If a line comes after the one containing "const CONFIDENCE_DECAY_PER_DECADE: f64", leave it out; copy every line before it, and that line too, exactly as written, starting from the first line of the entries.

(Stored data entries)
........

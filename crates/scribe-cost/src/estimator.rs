use std::collections::BTreeMap;

use scribe_core::{
    BestOption, CostAnalysisResult, CostEstimate, CostPreview, CostRange, CostSummary, Error,
    HardwareRequirements, ModelCosts, Result, RoiProjection,
};

use crate::{Approach, ModelProfile, Pricing, default_catalog, default_models};

pub const DEFAULT_EPOCHS: u32 = 3;

const ACTIVATION_HEADROOM_GB: f64 = 2.0;
/// Per extra GPU, applied multiplicatively
const SCALING_EFFICIENCY: f64 = 0.9;
/// Training volume (tokens × epochs) the price model is calibrated for
const CALIBRATED_VOLUME: (f64, f64) = (100_000.0, 50_000_000.0);
const CONFIDENCE_DECAY_PER_DECADE: f64 = 0.15;
const MIN_VOLUME_FACTOR: f64 = 0.3;
const LOW_CONFIDENCE: f64 = 0.6;
/// Inference API price the ROI projection compares against, USD per 1k tokens
const REFERENCE_API_PRICE_PER_1K: f64 = 0.03;
const SELF_HOSTED_SAVINGS_RATE: f64 = 0.9;
const PREVIEW_PRICE_PER_1K: f64 = 0.008;

/// Prices a dataset against every catalog approach for a set of target models
///
/// Cheap to clone, so callers can move a copy onto a blocking task.
#[derive(Debug, Clone)]
pub struct CostEstimator {
    approaches: Vec<Approach>,
    models: Vec<ModelProfile>,
    epochs: u32,
}

impl CostEstimator {
    pub fn new() -> Self {
        Self {
            approaches: default_catalog(),
            models: default_models(),
            epochs: DEFAULT_EPOCHS,
        }
    }

    pub fn with_epochs(mut self, epochs: u32) -> Self {
        self.epochs = epochs.max(1);
        self
    }

    pub fn approaches(&self) -> &[Approach] {
        &self.approaches
    }

    pub fn models(&self) -> &[ModelProfile] {
        &self.models
    }

    /// Tokens processed over the whole training run
    pub fn training_volume(&self, total_tokens: usize) -> f64 {
        total_tokens as f64 * self.epochs as f64
    }

    /// Full cost analysis across `target_models`
    ///
    /// Models without a pricing profile get an error marker; the others are
    /// still priced.
    pub fn estimate<S: AsRef<str>>(
        &self,
        total_tokens: usize,
        target_models: &[S],
        api_usage_monthly: u64,
    ) -> Result<CostAnalysisResult> {
        if target_models.is_empty() {
            return Err(Error::InvalidConfiguration(
                "At least one target model is required".to_string(),
            ));
        }

        let volume = self.training_volume(total_tokens);
        let mut detailed_results: BTreeMap<String, ModelCosts> = BTreeMap::new();

        for model in target_models {
            let model: &str = model.as_ref();
            if detailed_results.contains_key(model) {
                continue;
            }
            let outcome = match self.models.iter().find(|p| p.name == model) {
                None => ModelCosts::Error {
                    error: format!("No pricing data for model {}", model),
                },
                Some(profile) => {
                    let cost_estimates = self.estimate_model(profile, volume);
                    tracing::debug!(model, approaches = cost_estimates.len(), "Priced model");
                    if cost_estimates.is_empty() {
                        ModelCosts::Error {
                            error: format!("No feasible training approach for model {}", model),
                        }
                    } else {
                        ModelCosts::Ready { cost_estimates }
                    }
                }
            };
            detailed_results.insert(model.to_string(), outcome);
        }

        let mut ranked: Vec<CostEstimate> = detailed_results
            .values()
            .flat_map(|costs| costs.estimates().iter().cloned())
            .collect();
        ranked.sort_by(CostEstimate::rank_cmp);

        let summary = summarize(&ranked, &detailed_results);
        let roi = summary
            .best_overall
            .as_ref()
            .and_then(|best| roi_projection(best.cost, api_usage_monthly));
        let recommendations = recommend(&ranked, &detailed_results, roi.as_ref());

        Ok(CostAnalysisResult {
            dataset_tokens: total_tokens,
            summary,
            detailed_results,
            ranked,
            roi,
            recommendations,
        })
    }

    /// Rough band for the free tier, without consulting the catalog
    pub fn preview(&self, total_tokens: usize) -> CostPreview {
        let mid = self.training_volume(total_tokens) / 1000.0 * PREVIEW_PRICE_PER_1K;
        CostPreview {
            low: mid * 0.5,
            high: mid * 1.5,
            accuracy: "±50%".to_string(),
        }
    }

    fn estimate_model(&self, profile: &ModelProfile, volume: f64) -> Vec<CostEstimate> {
        let mut estimates: Vec<CostEstimate> = self
            .approaches
            .iter()
            .filter_map(|approach| price(approach, profile, volume))
            .collect();
        estimates.sort_by(CostEstimate::rank_cmp);

        let snapshot = estimates.clone();
        for estimate in &mut estimates {
            estimate.dominated_by = snapshot
                .iter()
                .find(|other| estimate.is_dominated_by(other))
                .map(|other| other.approach_name.clone());
        }
        estimates
    }
}

impl Default for CostEstimator {
    fn default() -> Self {
        Self::new()
    }
}

/// Price one approach for one model, or `None` when it cannot train it
fn price(approach: &Approach, profile: &ModelProfile, volume: f64) -> Option<CostEstimate> {
    let (total_cost_usd, training_hours, hardware_requirements) = match approach.pricing {
        Pricing::SelfHosted {
            gpu_type,
            vram_gb,
            max_gpus,
            hourly_rate_per_gpu,
            base_tokens_per_sec_7b,
            method,
            setup_hours,
            min_billable_hours,
        } => {
            if !profile.open_weights {
                return None;
            }
            let required_gb = profile.params_b * method.gb_per_b_param() + ACTIVATION_HEADROOM_GB;
            let gpu_count = ((required_gb / vram_gb as f64).ceil() as u32).max(1);
            if gpu_count > max_gpus {
                return None;
            }

            let scaling = SCALING_EFFICIENCY.powi(gpu_count as i32 - 1);
            let throughput = base_tokens_per_sec_7b
                * (7.0 / profile.params_b)
                * method.speed_factor()
                * gpu_count as f64
                * scaling;
            let hours = (volume / throughput / 3600.0 + setup_hours).max(min_billable_hours);
            let cost = hours * hourly_rate_per_gpu * gpu_count as f64;

            let hardware = HardwareRequirements {
                gpu_type: gpu_type.to_string(),
                gpu_count,
                vram_gb_per_gpu: vram_gb,
            };
            (cost, hours, hardware)
        }
        Pricing::Api {
            service,
            tokens_per_hour,
            queue_hours,
        } => {
            let price_per_1k = profile.api_price(service)?;
            let hardware = HardwareRequirements {
                gpu_type: "Managed".to_string(),
                gpu_count: 0,
                vram_gb_per_gpu: 0,
            };
            (
                volume / 1000.0 * price_per_1k,
                volume / tokens_per_hour + queue_hours,
                hardware,
            )
        }
    };

    Some(CostEstimate {
        approach_name: approach.name.to_string(),
        category: approach.category,
        provider: approach.provider.to_string(),
        target_model: profile.name.to_string(),
        total_cost_usd,
        training_hours,
        hardware_requirements,
        confidence: (approach.base_confidence * volume_factor(volume)).clamp(0.05, 0.99),
        dominated_by: None,
    })
}

/// 1.0 inside the calibrated range, decaying per decade outside it
fn volume_factor(volume: f64) -> f64 {
    let (low, high) = CALIBRATED_VOLUME;
    let decades = if volume < low {
        (low / volume.max(1.0)).log10()
    } else if volume > high {
        (volume / high).log10()
    } else {
        0.0
    };
    (1.0 - CONFIDENCE_DECAY_PER_DECADE * decades).max(MIN_VOLUME_FACTOR)
}

fn summarize(ranked: &[CostEstimate], detailed: &BTreeMap<String, ModelCosts>) -> CostSummary {
    let best_overall = ranked.first().map(|best| BestOption {
        approach_name: best.approach_name.clone(),
        target_model: best.target_model.clone(),
        cost: best.total_cost_usd,
        hours: best.training_hours,
    });
    let cost_range = match (ranked.first(), ranked.last()) {
        (Some(first), Some(last)) => Some(CostRange {
            min: first.total_cost_usd,
            max: last.total_cost_usd,
        }),
        _ => None,
    };

    CostSummary {
        best_overall,
        cost_range,
        models_compared: detailed.values().filter(|c| !c.estimates().is_empty()).count(),
    }
}

fn roi_projection(best_cost: f64, api_usage_monthly: u64) -> Option<RoiProjection> {
    if api_usage_monthly == 0 {
        return None;
    }
    let monthly_api_cost = api_usage_monthly as f64 / 1000.0 * REFERENCE_API_PRICE_PER_1K;
    let monthly_savings = monthly_api_cost * SELF_HOSTED_SAVINGS_RATE;

    Some(RoiProjection {
        monthly_api_usage_tokens: api_usage_monthly,
        monthly_api_cost,
        monthly_savings,
        break_even_months: best_cost / monthly_savings,
        annual_savings: monthly_savings * 12.0 - best_cost,
    })
}

fn recommend(
    ranked: &[CostEstimate],
    detailed: &BTreeMap<String, ModelCosts>,
    roi: Option<&RoiProjection>,
) -> Vec<String> {
    let mut recommendations = Vec::new();

    if let (Some(best), Some(worst)) = (ranked.first(), ranked.last()) {
        if ranked.len() > 1 {
            recommendations.push(format!(
                "Cheapest option: {} for {} at ${:.2}, saving ${:.2} over {} (${:.2})",
                best.approach_name,
                best.target_model,
                best.total_cost_usd,
                worst.total_cost_usd - best.total_cost_usd,
                worst.approach_name,
                worst.total_cost_usd
            ));
        } else {
            recommendations.push(format!(
                "Only option: {} for {} at ${:.2}",
                best.approach_name, best.target_model, best.total_cost_usd
            ));
        }

        if best.category.is_parameter_efficient() {
            recommendations.push(format!(
                "Parameter-efficient fine-tuning ({}) is the most cost-effective approach for this dataset",
                best.category
            ));
        }
        if best.confidence < LOW_CONFIDENCE {
            recommendations.push(format!(
                "Low confidence estimate ({:.0}%): dataset size is outside the calibrated range",
                best.confidence * 100.0
            ));
        }
    }

    for (model, costs) in detailed {
        match costs {
            ModelCosts::Ready { cost_estimates } => {
                let dominated: Vec<&str> = cost_estimates
                    .iter()
                    .filter(|e| e.dominated_by.is_some())
                    .map(|e| e.approach_name.as_str())
                    .collect();
                if !dominated.is_empty() {
                    recommendations.push(format!(
                        "{}: {} approach(es) are beaten on both cost and time ({})",
                        model,
                        dominated.len(),
                        dominated.join(", ")
                    ));
                }
            }
            ModelCosts::Error { error } => {
                recommendations.push(format!("{}: {}", model, error));
            }
        }
    }

    if let Some(roi) = roi {
        recommendations.push(format!(
            "Fine-tuning pays for itself after {:.1} months against ${:.2}/month of API usage",
            roi.break_even_months, roi.monthly_api_cost
        ));
    }

    recommendations
}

........

* [Exercise solution]:
filename crates/scribe-cost/src/estimator.rs
use std::collections::BTreeMap;

use scribe_core::{
    BestOption, CostAnalysisResult, CostEstimate, CostPreview, CostRange, CostSummary, Error,
    HardwareRequirements, ModelCosts, Result, RoiProjection,
};

use crate::{Approach, ModelProfile, Pricing, default_catalog, default_models};

pub const DEFAULT_EPOCHS: u32 = 3;

const ACTIVATION_HEADROOM_GB: f64 = 2.0;
/// Per extra GPU, applied multiplicatively
const SCALING_EFFICIENCY: f64 = 0.9;
/// Training volume (tokens × epochs) the price model is calibrated for
const CALIBRATED_VOLUME: (f64, f64) = (100_000.0, 50_000_000.0);
const CONFIDENCE_DECAY_PER_DECADE: f64 = 0.15;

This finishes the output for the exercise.